(Data provided)

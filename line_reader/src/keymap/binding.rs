// Copyright (c) 2025 R3BL LLC. Licensed under Apache License, Version 2.0.

use std::{fmt::{Display, Formatter, Result as FmtResult},
          str::FromStr};

use crate::WidgetName;

/// A widget named by a binding. Built-in names are checked at bind time; anything else
/// is a user widget that has to be registered before the key is pressed.
#[derive(Clone, Debug, PartialEq, Eq, Hash)]
pub enum WidgetRef {
    Builtin(WidgetName),
    Custom(String),
}

impl WidgetRef {
    #[must_use]
    pub fn from_name(name: &str) -> Self {
        WidgetName::from_str(name).map_or_else(|_| WidgetRef::Custom(name.to_string()), WidgetRef::Builtin)
    }

    #[must_use]
    pub fn name(&self) -> &str {
        match self {
            WidgetRef::Builtin(widget) => widget.name(),
            WidgetRef::Custom(name) => name,
        }
    }

    #[must_use]
    pub fn builtin(&self) -> Option<WidgetName> {
        match self {
            WidgetRef::Builtin(widget) => Some(*widget),
            WidgetRef::Custom(_) => None,
        }
    }
}

impl From<WidgetName> for WidgetRef {
    fn from(widget: WidgetName) -> Self { WidgetRef::Builtin(widget) }
}

impl Display for WidgetRef {
    fn fmt(&self, f: &mut Formatter<'_>) -> FmtResult { write!(f, "{}", self.name()) }
}

/// What a key sequence is bound to.
#[derive(Clone, Debug, PartialEq, Eq, Hash)]
pub enum Binding {
    Widget(WidgetRef),
    /// Insert this text as if it had been typed.
    Insert(String),
    /// Explicitly unbound. In `main` this hides the binding of lower layers.
    Unbound,
}

impl Binding {
    #[must_use]
    pub fn widget(name: &str) -> Self { Binding::Widget(WidgetRef::from_name(name)) }

    #[must_use]
    pub fn builtin_widget(&self) -> Option<WidgetName> {
        match self {
            Binding::Widget(widget_ref) => widget_ref.builtin(),
            _ => None,
        }
    }

    #[must_use]
    pub fn is_unbound(&self) -> bool { matches!(self, Binding::Unbound) }
}

impl From<WidgetName> for Binding {
    fn from(widget: WidgetName) -> Self { Binding::Widget(WidgetRef::Builtin(widget)) }
}

#[cfg(test)]
mod tests {
    use super::*;
    use pretty_assertions::assert_eq;

    #[test]
    fn test_widget_ref_from_name() {
        assert_eq!(WidgetRef::from_name("yank"), WidgetRef::Builtin(WidgetName::Yank));
        assert_eq!(
            WidgetRef::from_name("my-widget"),
            WidgetRef::Custom("my-widget".to_string())
        );
        assert_eq!(WidgetRef::from_name("my-widget").name(), "my-widget");
    }
}
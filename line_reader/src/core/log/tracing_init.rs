// Copyright (c) 2025 R3BL LLC. Licensed under Apache License, Version 2.0.

use std::path::Path;

use tracing::subscriber::DefaultGuard;
use tracing_appender::rolling::{self, RollingFileAppender};
use tracing_core::LevelFilter;
use tracing_subscriber::{Layer, layer::SubscriberExt, registry::LookupSpan,
                         util::SubscriberInitExt};

use super::{DisplayPreference, TracingConfig, WriterConfig};

/// Avoid gnarly type annotations by using a macro to create the `fmt` layer.
#[macro_export]
macro_rules! create_fmt {
    () => {
        tracing_subscriber::fmt::layer()
            .compact()
            .with_thread_ids(false)
            .with_thread_names(false)
            .with_file(false)
            .with_line_number(false)
            .with_ansi(false)
    };
}

/// Type alias for a boxed layer.
pub type DynLayer<S> = dyn Layer<S> + Send + Sync + 'static;

/// Install a global subscriber built from `tracing_config`. Returns `Ok(false)` for
/// [`WriterConfig::None`], where nothing is installed.
///
/// # Errors
///
/// Returns an error if the log file can't be created, or a global subscriber is
/// already installed.
pub fn try_initialize_logging_global(tracing_config: TracingConfig) -> miette::Result<bool> {
    let Some(layers) = try_create_layers(tracing_config)? else {
        return Ok(false);
    };
    tracing_subscriber::registry()
        .with(layers)
        .try_init()
        .map_err(|err| miette::miette!("Failed to install global tracing subscriber: {err}"))?;
    Ok(true)
}

/// Install a subscriber for the current thread only, until the returned guard drops.
/// Tests use this so that they don't fight over the global default.
///
/// # Errors
///
/// Returns an error if the log file can't be created.
pub fn try_initialize_logging_thread_local(
    tracing_config: TracingConfig,
) -> miette::Result<Option<DefaultGuard>> {
    let Some(layers) = try_create_layers(tracing_config)? else {
        return Ok(None);
    };
    let subscriber = tracing_subscriber::registry().with(layers);
    Ok(Some(tracing::subscriber::set_default(subscriber)))
}

/// Returns the layers. This does not initialize the tracing system.
///
/// # Errors
///
/// Returns an error if the log file can't be created.
pub fn try_create_layers(
    tracing_config: TracingConfig,
) -> miette::Result<Option<Vec<Box<DynLayer<tracing_subscriber::Registry>>>>> {
    if matches!(tracing_config.writer_config, WriterConfig::None) {
        return Ok(None);
    }

    let mut return_it: Vec<Box<DynLayer<tracing_subscriber::Registry>>> = vec![];

    // Set the level filter from the tracing configuration.
    return_it.push(Box::new(tracing_config.get_level_filter()));

    if let Some(layer) = try_create_display_layer(
        tracing_config.get_level_filter(),
        tracing_config.get_writer_config(),
    )? {
        return_it.push(layer);
    }

    if let Some(layer) = try_create_file_layer(
        tracing_config.get_level_filter(),
        tracing_config.get_writer_config(),
    )? {
        return_it.push(layer);
    }

    Ok(Some(return_it))
}

/// This erases the concrete type of the writer, and returns a boxed layer.
///
/// # Errors
///
/// Never fails today; the signature matches [`try_create_file_layer`].
pub fn try_create_display_layer<S>(
    level_filter: LevelFilter,
    writer_config: WriterConfig,
) -> miette::Result<Option<Box<DynLayer<S>>>>
where
    S: tracing_core::Subscriber,
    for<'a> S: LookupSpan<'a>,
{
    let fmt_layer = create_fmt!();

    Ok(match writer_config {
        WriterConfig::DisplayAndFile(display_pref, _) | WriterConfig::Display(display_pref) => {
            match display_pref {
                DisplayPreference::Stdout => Some(Box::new(
                    fmt_layer
                        .with_writer(std::io::stdout)
                        .with_filter(level_filter),
                )),
                DisplayPreference::Stderr => Some(Box::new(
                    fmt_layer
                        .with_writer(std::io::stderr)
                        .with_filter(level_filter),
                )),
                DisplayPreference::Buffer(stdout_mock) => {
                    let tracing_writer = move || -> Box<dyn std::io::Write> {
                        Box::new(stdout_mock.clone())
                    };
                    Some(Box::new(
                        fmt_layer
                            .with_writer(tracing_writer)
                            .with_filter(level_filter),
                    ))
                }
            }
        }
        _ => None,
    })
}

/// This erases the concrete type of the writer, and returns a boxed layer.
///
/// # Errors
///
/// Returns an error if the log file path has no parent or file name.
pub fn try_create_file_layer<S>(
    level_filter: LevelFilter,
    writer_config: WriterConfig,
) -> miette::Result<Option<Box<DynLayer<S>>>>
where
    S: tracing_core::Subscriber,
    for<'a> S: LookupSpan<'a>,
{
    let fmt_layer = create_fmt!();

    Ok(match writer_config {
        WriterConfig::DisplayAndFile(_, tracing_log_file_path)
        | WriterConfig::File(tracing_log_file_path) => {
            let file = open_log_file(Path::new(&tracing_log_file_path))?;
            Some(Box::new(fmt_layer.with_writer(file).with_filter(level_filter)))
        }
        _ => None,
    })
}

/// The log file is appended to and never rolled, so one editing session reads as one
/// file. Wrapping it in `tracing_appender::non_blocking` loses lines written just
/// before the process exits.
fn open_log_file(path: &Path) -> miette::Result<RollingFileAppender> {
    let (Some(dir), Some(file_name)) = (path.parent(), path.file_name()) else {
        miette::bail!(
            code = "line_reader::log::bad_path",
            help = "pass a path that names a file, eg `line_reader.log`",
            "can't open log file {}",
            path.display()
        );
    };
    Ok(rolling::never(dir, file_name))
}

#[cfg(test)]
mod tests {
    use super::*;
    use crate::StdoutMock;

    #[test]
    fn test_try_create_display_layer() {
        let layer: Option<Box<DynLayer<tracing_subscriber::Registry>>> =
            try_create_display_layer(
                LevelFilter::DEBUG,
                WriterConfig::Display(DisplayPreference::Stderr),
            )
            .unwrap();
        assert!(layer.is_some());
    }

    #[test]
    fn test_try_create_file_layer() {
        let dir = tempfile::tempdir().unwrap();
        let file_path = dir.path().join("my_temp_log_file.log");
        let file_path = file_path.to_str().unwrap().to_string();

        let layer: Option<Box<DynLayer<tracing_subscriber::Registry>>> =
            try_create_file_layer(LevelFilter::DEBUG, WriterConfig::File(file_path.clone()))
                .unwrap();

        assert!(layer.is_some());
        assert!(std::path::Path::new(&file_path).exists());
    }

    #[test]
    fn test_file_layer_rejects_path_without_file_name() {
        let result: miette::Result<Option<Box<DynLayer<tracing_subscriber::Registry>>>> =
            try_create_file_layer(LevelFilter::DEBUG, WriterConfig::File("/".to_string()));
        let error = result.err().unwrap();
        assert!(error.to_string().contains("can't open log file /"));
    }

    #[test]
    fn test_try_create_both_layers() {
        let dir = tempfile::tempdir().unwrap();
        let file_path = dir.path().join("my_temp_log_file.log");
        let file_path = file_path.to_str().unwrap().to_string();

        let tracing_config = TracingConfig {
            writer_config: WriterConfig::DisplayAndFile(DisplayPreference::Stderr, file_path),
            level_filter: LevelFilter::DEBUG,
        };

        let layers = try_create_layers(tracing_config).unwrap().unwrap();
        assert_eq!(layers.len(), 3);
    }

    #[test]
    fn test_none_writer_installs_nothing() {
        let tracing_config = TracingConfig {
            writer_config: WriterConfig::None,
            level_filter: LevelFilter::DEBUG,
        };
        assert!(try_create_layers(tracing_config).unwrap().is_none());
    }

    #[test]
    fn test_thread_local_buffer_receives_events() {
        let stdout_mock = StdoutMock::new();
        let config =
            TracingConfig::new_display(DisplayPreference::Buffer(stdout_mock.clone()), LevelFilter::INFO);
        let guard = try_initialize_logging_thread_local(config).unwrap();
        tracing::info!(message = "hello from test");
        tracing::debug!(message = "filtered out");
        drop(guard);

        let output = stdout_mock.get_copy_of_buffer_as_string_strip_ansi();
        assert!(output.contains("hello from test"));
        assert!(!output.contains("filtered out"));
    }
}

(End Data provided)

What is being asked:
Starting at the line that contains "let stdout_mock = StdoutMock::new();", restate word for word every line through the last one in the records above. Return nothing else.

Exercise solution:
        let stdout_mock = StdoutMock::new();
        let config =
            TracingConfig::new_display(DisplayPreference::Buffer(stdout_mock.clone()), LevelFilter::INFO);
        let guard = try_initialize_logging_thread_local(config).unwrap();
        tracing::info!(message = "hello from test");
        tracing::debug!(message = "filtered out");
        drop(guard);

        let output = stdout_mock.get_copy_of_buffer_as_string_strip_ansi();
        assert!(output.contains("hello from test"));
        assert!(!output.contains("filtered out"));
    }
}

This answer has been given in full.